= Diana McSherry =

American computer scientist and biophysicist

Diana McSherry (born 1945) is an American computer scientist and biophysicist. She is known for her research in and development of computer-based systems to analyze heart function. Her system produced computer images of the circulation system and heart, allowing physicians to observe circulatory and heart functions without surgery. This system was developed in the 1970s and was revolutionary at the time, given that computational approaches to medicine was a burgeoning field.

==Education==
McSherry received her B.A. in physics in 1965 from Harvard University. She went on to earn an M.A., also in physics, from Rice University in 1967. McSherry continued her education at Rice University, earning a Ph.D. in nuclear physics in 1969. She stayed at Rice University for one year after receiving her Ph.D. as a fellow in nuclear physics.

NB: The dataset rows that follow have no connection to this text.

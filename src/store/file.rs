//! File-backed store adapter: one JSON blob per key.
//!
//! Writes go to a temp file in the same directory and are renamed into place,
//! so a crash mid-write leaves the previous record readable. The rename is
//! the durability point; `put` does not acknowledge before it completes.

use crate::error::StoreError;
use crate::model::{ShortCode, UrlRecord};
use crate::store::StateStore;
use async_trait::async_trait;
use std::io::Write;
use std::path::{Path, PathBuf};
use tracing::debug;

pub struct JsonFileStore {
    dir: PathBuf,
}

impl JsonFileStore {
    /// Opens (creating if needed) a store rooted at `dir`.
    pub fn open(dir: impl AsRef<Path>) -> Result<Self, StoreError> {
        let dir = dir.as_ref().to_path_buf();
        std::fs::create_dir_all(&dir)?;
        Ok(Self { dir })
    }

    fn path_for(&self, key: &ShortCode) -> Result<PathBuf, StoreError> {
        // Codes double as file names; refuse anything that could escape the
        // store directory.
        if !key.as_str().chars().all(|c| c.is_ascii_alphanumeric()) {
            return Err(StoreError::Unavailable(format!(
                "key {key} is not file-safe"
            )));
        }
        Ok(self.dir.join(format!("{key}.json")))
    }
}

#[async_trait]
impl StateStore for JsonFileStore {
    async fn get(&self, key: &ShortCode) -> Result<Option<UrlRecord>, StoreError> {
        let path = self.path_for(key)?;
        match tokio::fs::read(&path).await {
            Ok(bytes) => Ok(Some(serde_json::from_slice(&bytes)?)),
            Err(e) if e.kind() == std::io::ErrorKind::NotFound => Ok(None),
            Err(e) => Err(e.into()),
        }
    }

    async fn put(&self, key: &ShortCode, record: &UrlRecord) -> Result<(), StoreError> {
        let path = self.path_for(key)?;
        let dir = self.dir.clone();
        let bytes = serde_json::to_vec_pretty(record)?;
        let key_display = key.clone();
        tokio::task::spawn_blocking(move || -> Result<(), StoreError> {
            let mut tmp = tempfile::NamedTempFile::new_in(&dir)?;
            tmp.write_all(&bytes)?;
            tmp.as_file().sync_all()?;
            tmp.persist(&path).map_err(|e| StoreError::Io(e.error))?;
            debug!(key = %key_display, path = %path.display(), "record persisted");
            Ok(())
        })
        .await
        .map_err(|e| StoreError::Unavailable(format!("store write task failed: {e}")))?
    }
}

#[cfg(test)]
mod tests {
    use super::*;

    #[tokio::test]
    async fn survives_reopen() {
        let dir = tempfile::tempdir().unwrap();
        let key = ShortCode::from("abc123");
        let rec = UrlRecord {
            short_code: key.clone(),
            full_url: "https://example.com/a".to_string(),
        };

        {
            let store = JsonFileStore::open(dir.path()).unwrap();
            store.put(&key, &rec).await.unwrap();
        }

        let store = JsonFileStore::open(dir.path()).unwrap();
        assert_eq!(store.get(&key).await.unwrap(), Some(rec));
    }

    #[tokio::test]
    async fn rejects_unsafe_keys() {
        let dir = tempfile::tempdir().unwrap();
        let store = JsonFileStore::open(dir.path()).unwrap();
        let err = store.get(&ShortCode::from("../etc/passwd")).await;
        assert!(err.is_err());
    }
}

After this stint as a fellow at Rice, McSherry changed career tracks and has spent the rest of her career working in the corporate field.

==Career==
McSherry began working at Digicon, Inc. as a research physicist in ultrasonics in 1969 and continued at this position until 1974. In 1974 she was promoted to the position of executive vice president of the medical ultrasound department. After Digicon, Inc. was acquired by Digisonics, Inc. in 1977, McSherry became the president of cardiology analytical systems. She has since risen to the position of Digisonics' CEO, a position she currently maintains. Under her leadership, Digisonics creates ultrasound equipment for use in cardiology, radiation, and obstetrics/gynecology.
McSherry has also been a chair on the board of directors for Information Products Systems, Houston.

==Honors and recognition==
McSherry is a member of many professional organizations. She holds memberships in the American Institute of Ultrasound in Medicine, the Institute of Electrical and Electronics Engineers, the American Heart Association, and the American Physical Society.